SÍNTESE E PROBLEMATIZAÇÃO DO VALOR DA FILOSOFIA DE BERTRAND RUSSELL

    A reflexão do valor da filosofia perpassa o tempo e suas alternâncias. No mundo secularizado a questão toma proporções magnas e distintas mediante os desdobramentos próprios da passagem do período moderno ao contemporâneo. As reflexões acerca da problemática do papel do saber filosófico, do desenvolvimento das ciências exatas e naturais e do pensamento submetido a práxis capitalista ultrapassam os domínios herméticos dos intelectuais, resplandecendo em outras diversas manifestações culturais e no senso comum através da pergunta: Qual a utilidade e função da filosofia? Após os movimentos históricos do início do século XIX à contemporaneidade, a demarcação e limitação dos reinos dos diversos ramos do conhecimento tornou-se objeto de reflexão diante da ascensão de correntes filosóficas sistematizantes. As questões filosóficas direcionaram-se para a reflexão e enfrentamento ético, político e religioso na contemporaneidade. O ato de refletir sobre o “escândalo” da racionalidade contemplativa frente à prática, que rege a humanidade atualmente, é o pensar acerca das raízes e fundamentos da filosofia. 

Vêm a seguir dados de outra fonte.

use criterion::{Criterion, criterion_group, criterion_main};
use std::hint::black_box;

use fbref_stats::catalog::Category;
use fbref_stats::html_table::{parse_document, parse_table};
use fbref_stats::ingest::merged_category;
use fbref_stats::normalize::normalize_table;

const LEAGUE_PAGE: &str = include_str!("../tests/fixtures/la_liga_stats.html");

fn bench_table_parse(c: &mut Criterion) {
    c.bench_function("table_parse_normalize", |b| {
        b.iter(|| {
            let table = parse_table(black_box(LEAGUE_PAGE), "stats_squads_shooting_for").unwrap();
            let records = normalize_table(&table).unwrap();
            black_box(records.len());
        })
    });
}

fn bench_category_merge(c: &mut Criterion) {
    let document = parse_document(LEAGUE_PAGE);
    c.bench_function("category_merge", |b| {
        b.iter(|| {
            let merged = merged_category(&document, black_box(Category::Standard), "2025-2026").unwrap();
            black_box(merged.len());
        })
    });
}

criterion_group!(benches, bench_table_parse, bench_category_merge);
criterion_main!(benches);
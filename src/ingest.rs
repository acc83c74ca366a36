use std::time::Duration;

use anyhow::{Context, Result, anyhow};
use rusqlite::Connection;
use scraper::Html;
use tracing::{info, warn};

use crate::catalog::{Category, LEAGUES, League};
use crate::error::ScrapeError;
use crate::html_table::{extract_table, parse_document};
use crate::http_client::PageSource;
use crate::merge::{MergedRecord, merge_category};
use crate::normalize::normalize_table;
use crate::store::{append_category_records, finish_ingest_run, start_ingest_run};

const DEFAULT_LEAGUE_DELAY: Duration = Duration::from_secs(20);

#[derive(Debug, Clone)]
pub struct IngestPlan {
    pub leagues: Vec<League>,
    pub categories: Vec<Category>,
    /// Pause between leagues; the site rate-limits aggressive clients.
    pub league_delay: Duration,
}

impl Default for IngestPlan {
    fn default() -> Self {
        Self {
            leagues: LEAGUES.to_vec(),
            categories: Category::ALL.to_vec(),
            league_delay: DEFAULT_LEAGUE_DELAY,
        }
    }
}

#[derive(Debug, Clone)]
pub struct LeagueIngestSummary {
    pub league: String,
    pub categories_total: usize,
    pub categories_succeeded: usize,
    pub records_appended: usize,
    pub errors: Vec<String>,
}

#[derive(Debug, Clone)]
pub struct IngestSummary {
    pub season: String,
    pub categories_succeeded: usize,
    pub records_appended: usize,
    pub per_league: Vec<LeagueIngestSummary>,
}

/// Fetches, merges and appends every planned category for every planned league.
///
/// Each league page is fetched once and shared by all its categories. A fetch
/// failure or a missing table stops that league only; a malformed row skips
/// only its category. Store errors end the run.
pub fn ingest_stats(
    conn: &mut Connection,
    source: &dyn PageSource,
    plan: &IngestPlan,
    season: &str,
) -> Result<IngestSummary> {
    if plan.leagues.is_empty() || plan.categories.is_empty() {
        return Err(anyhow!("ingest plan has no leagues or no categories"));
    }

    let mut per_league = Vec::with_capacity(plan.leagues.len());
    for (idx, league) in plan.leagues.iter().enumerate() {
        if idx > 0 && !plan.league_delay.is_zero() {
            info!(secs = plan.league_delay.as_secs(), "pausing before next league");
            std::thread::sleep(plan.league_delay);
        }
        let summary = ingest_league(conn, source, league, &plan.categories, season)?;
        per_league.push(summary);
    }

    Ok(IngestSummary {
        season: season.to_string(),
        categories_succeeded: per_league.iter().map(|l| l.categories_succeeded).sum(),
        records_appended: per_league.iter().map(|l| l.records_appended).sum(),
        per_league,
    })
}

fn append_in_transaction(
    conn: &mut Connection,
    category: Category,
    records: &[MergedRecord],
) -> Result<usize> {
    let tx = conn.transaction().context("begin append transaction")?;
    let n = append_category_records(&tx, category, records)
        .with_context(|| format!("append {} records", category.table_slug()))?;
    tx.commit().context("commit append transaction")?;
    Ok(n)
}

fn ingest_league(
    conn: &mut Connection,
    source: &dyn PageSource,
    league: &League,
    categories: &[Category],
    season: &str,
) -> Result<LeagueIngestSummary> {
    info!(league = league.name, season, "ingesting league");
    let run_id = start_ingest_run(conn, league.name, season, categories.len())?;

    let mut summary = LeagueIngestSummary {
        league: league.name.to_string(),
        categories_total: categories.len(),
        categories_succeeded: 0,
        records_appended: 0,
        errors: Vec::new(),
    };

    match source.fetch(&league.stats_url()) {
        Ok(html) => {
            let document = parse_document(&html);
            for category in categories {
                match merged_category(&document, *category, season) {
                    Ok(records) => match append_in_transaction(conn, *category, &records) {
                        Ok(n) => {
                            summary.categories_succeeded += 1;
                            summary.records_appended += n;
                        }
                        Err(err) => {
                            // Close the audit row before giving up on the run.
                            summary
                                .errors
                                .push(format!("{}: store: {err:#}", category.table_slug()));
                            finish_ingest_run(
                                conn,
                                run_id,
                                summary.categories_succeeded,
                                summary.records_appended,
                                &summary.errors,
                            )?;
                            return Err(err);
                        }
                    },
                    Err(err) => {
                        warn!(league = league.name, category = category.table_slug(), error = %err, "category failed");
                        summary
                            .errors
                            .push(format!("{}: {err}", category.table_slug()));
                        if err.aborts_league() {
                            break;
                        }
                    }
                }
            }
        }
        Err(err) => {
            warn!(league = league.name, error = %err, "league page unavailable");
            summary.errors.push(err.to_string());
        }
    }

    finish_ingest_run(
        conn,
        run_id,
        summary.categories_succeeded,
        summary.records_appended,
        &summary.errors,
    )?;
    info!(
        league = league.name,
        categories = summary.categories_succeeded,
        records = summary.records_appended,
        errors = summary.errors.len(),
        "league done"
    );
    Ok(summary)
}

/// Normalizes and merges the for/against pair of one category.
pub fn merged_category(
    document: &Html,
    category: Category,
    season: &str,
) -> Result<Vec<MergedRecord>, ScrapeError> {
    let for_table = extract_table(document, &category.for_table_id())?;
    let against_table = extract_table(document, &category.against_table_id())?;
    let for_records = normalize_table(&for_table)?;
    let against_records = normalize_table(&against_table)?;
    Ok(merge_category(&for_records, &against_records, season))
}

    Russel coloca que o fundamento da filosofia é o pensar contemplativo que ascende à autonomia e à liberdade. A contemplação “neutra” do todo proporciona uma superação da alteridade, levando, consequentemente, a uma postura ético-política guiada por uma epistemologia abrangente e aberta à multiplicidade, — o Eu descobre o Não-Eu em um todo contemplativo. A filosofia não é dogmática, não possui verdades indubitáveis e leis no qual estrutura-se. Paradoxalmente, seu próprio valor encontra-se nesta incerteza e “imperfeição” ao não responder resolutamente seus problemas aporéticos. Nas aporias que o pensamento filosófico esforça-se para responder, a linguagem para compreender e interpretar o mundo se expande. O mundo, o Eu, ampliam-se com as suas questões sem respostas. 

    A perspectiva russeliana, ao contrário de seus contemporâneos analíticos, estabelece o seu domínio de pensamento contemplativo. Russel, aparentemente, retoma a noção do modo de pensar grego com as esperanças iluministas e idealistas (de Fichte e Schelling, especificamente). Com efeito, sua posição sobre o valor da filosofia é válida, mas não suficiente, diante da pressão que a sociedade tecnocrática estabelece para sua organização, porém encontra seu limite pelo mesmo motivo que é válida. Russel não apresenta em sua exortação à filosofia os impactos que a organização social exerce, influenciando e determinando o pensamento humano, ou seja, confere “[...] à educação um poder que ela não tem. Ela é apenas a imagem e o reflexo da sociedade. Ela a imita e a reproduz em tamanho reduzido; ela não a cria”. O pensar está sujeito à epocalidade do pensamento sob determinadas condições socioeconômicas, políticas e culturais. A contemplação, ainda que necessária na experiência fática de vida presente, é deslocada e impotente, pois “[...] não é com indivíduos isolados que se refaz a constituição moral dos povos”.




  • REFERÊNCIAS BIBLIOGRÁFICAS:
Russell, Bertrand. The Problems of Philosophy. Home University Library (1912). Oxford University Press, 1959. Reimpresso em 1971-2. Capítulo 15. Tradução de Jaimir Conte.
Durkheim, Émile. O suícidio: estudo de sociologia. São Paulo: Martins Fontes, 2019.